There have been few studies on the management of sympathetic activity. A meta-analysis of three retrospective studies showed that preadmission beta blockers did not decrease cardiac dysfunction or mortality . The association of dexmedetomidine with neurological outcomes was explored in a single-center retrospective observational study . This study found that low-dosage dexmedetomidine during the first 24 h after admission had better lactate clearance and was associated with favorable neurological outcomes. However, there were many confounding factors in this study, and the causal relationship between dexmedetomidine and clinical outcomes remains unknown.

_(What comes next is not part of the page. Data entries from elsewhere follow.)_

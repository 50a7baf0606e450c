//! Microsoft SQL Server.

use super::{filter_predicates, DbAdapter, SystemVersioning, TableFilter};
use crate::schema::{Relationship, Table, TemporalTable};

/// SQL Server 2016 (major version 13) introduced temporal tables.
const TEMPORAL_TABLES_MIN_MAJOR_VERSION: u32 = 13;

#[derive(Debug, Clone, Copy, Default)]
pub struct SqlServer;

fn bracket(ident: &str) -> String {
    format!("[{}]", ident.replace(']', "]]"))
}

fn qualified(schema: Option<&str>, name: &str) -> String {
    match schema {
        Some(schema) => format!("{}.{}", bracket(schema), bracket(name)),
        None => bracket(name),
    }
}

impl DbAdapter for SqlServer {
    fn name(&self) -> &'static str {
        "sql_server"
    }

    fn quote(&self, table: &Table) -> String {
        qualified(table.schema.as_deref(), &table.name)
    }

    fn tables_query(&self, filter: &TableFilter) -> String {
        format!(
            "SELECT s.name, t.name FROM sys.tables t \
             INNER JOIN sys.schemas s ON t.schema_id = s.schema_id \
             WHERE t.is_ms_shipped = 0{} \
             ORDER BY s.name, t.name",
            filter_predicates(filter, Some("s.name"), "t.name")
        )
    }

    fn relationships_query(&self, _filter: &TableFilter) -> String {
        "SELECT SCHEMA_NAME(pk.schema_id), pk.name, SCHEMA_NAME(fk_tab.schema_id), fk_tab.name, fk.name \
         FROM sys.foreign_keys fk \
         INNER JOIN sys.objects pk ON fk.referenced_object_id = pk.object_id \
         INNER JOIN sys.objects fk_tab ON fk.parent_object_id = fk_tab.object_id \
         ORDER BY SCHEMA_NAME(fk_tab.schema_id), fk_tab.name, fk.name"
            .to_string()
    }

    fn reseed_sql(&self, tables: &[Table]) -> String {
        // Reseeding to seed - increment makes the next insert receive the
        // seed. Tables that never held a row still hand out the seed itself,
        // so they are skipped.
        let mut sql = String::from("DECLARE @reseed bigint;");
        for table in tables {
            let literal = self.quote(table).replace('\'', "''");
            sql.push_str(&format!(
                "\nSET @reseed = NULL;\
                 \nSELECT @reseed = CONVERT(bigint, ic.seed_value) - CONVERT(bigint, ic.increment_value) \
                 FROM sys.identity_columns ic \
                 WHERE ic.object_id = OBJECT_ID(N'{literal}') AND ic.last_value IS NOT NULL;\
                 \nIF @reseed IS NOT NULL DBCC CHECKIDENT (N'{literal}', RESEED, @reseed);"
            ));
        }
        sql
    }

    fn suspended_delete_sql(&self, tables: &[Table], suspended: &[Relationship]) -> Option<String> {
        let constraint = |rel: &Relationship| match &rel.name {
            Some(name) => bracket(name),
            None => "ALL".to_string(),
        };

        let mut lines = Vec::new();
        for rel in suspended {
            lines.push(format!(
                "ALTER TABLE {} NOCHECK CONSTRAINT {};",
                self.quote(&rel.child),
                constraint(rel)
            ));
        }
        lines.push(self.delete_sql(tables));
        for rel in suspended {
            lines.push(format!(
                "ALTER TABLE {} WITH CHECK CHECK CONSTRAINT {};",
                self.quote(&rel.child),
                constraint(rel)
            ));
        }
        Some(lines.join("\n"))
    }

    fn versioning(&self) -> Option<&dyn SystemVersioning> {
        Some(self)
    }
}

impl SystemVersioning for SqlServer {
    fn supported_by(&self, server_version: Option<&str>) -> bool {
        server_version
            .and_then(|v| v.split('.').next())
            .and_then(|major| major.trim().parse::<u32>().ok())
            .is_some_and(|major| major >= TEMPORAL_TABLES_MIN_MAJOR_VERSION)
    }

    fn temporal_tables_query(&self, filter: &TableFilter) -> String {
        format!(
            "SELECT s.name, t.name, h.name FROM sys.tables t \
             INNER JOIN sys.schemas s ON t.schema_id = s.schema_id \
             INNER JOIN sys.tables h ON t.history_table_id = h.object_id \
             WHERE t.temporal_type = 2{} \
             ORDER BY s.name, t.name",
            filter_predicates(filter, Some("s.name"), "t.name")
        )
    }

    fn suspend_sql(&self, tables: &[TemporalTable]) -> String {
        tables
            .iter()
            .map(|t| {
                format!(
                    "ALTER TABLE {} SET (SYSTEM_VERSIONING = OFF);",
                    self.quote(&t.table())
                )
            })
            .collect::<Vec<_>>()
            .join("\n")
    }

    fn resume_sql(&self, tables: &[TemporalTable]) -> String {
        tables
            .iter()
            .map(|t| {
                format!(
                    "ALTER TABLE {} SET (SYSTEM_VERSIONING = ON (HISTORY_TABLE = {}));",
                    self.quote(&t.table()),
                    self.quote(&t.history())
                )
            })
            .collect::<Vec<_>>()
            .join("\n")
    }
}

Although prophylactic triple-H therapy (hypervolemia, hypertension, hemodilution) for preventing DCI was acceptable , current evidence does not support its efficacy and recommends maintaining normovolemia [24,25,26]. Induced hypertension and volume status have been regarded as important.
Based on several case series, induced hypertension was a highly anticipated intervention for patients with DCI . An RCT was designed to evaluate the effectiveness of induced hypertension; however, this trial was prematurely terminated because of its ineffectiveness for cerebral perfusion and slow recruitment . Currently, there is no way to treat DCI definitively. Therefore, we should perform appropriate interventions, including induced hypertension and endovascular treatment, according to the needs of individual patients .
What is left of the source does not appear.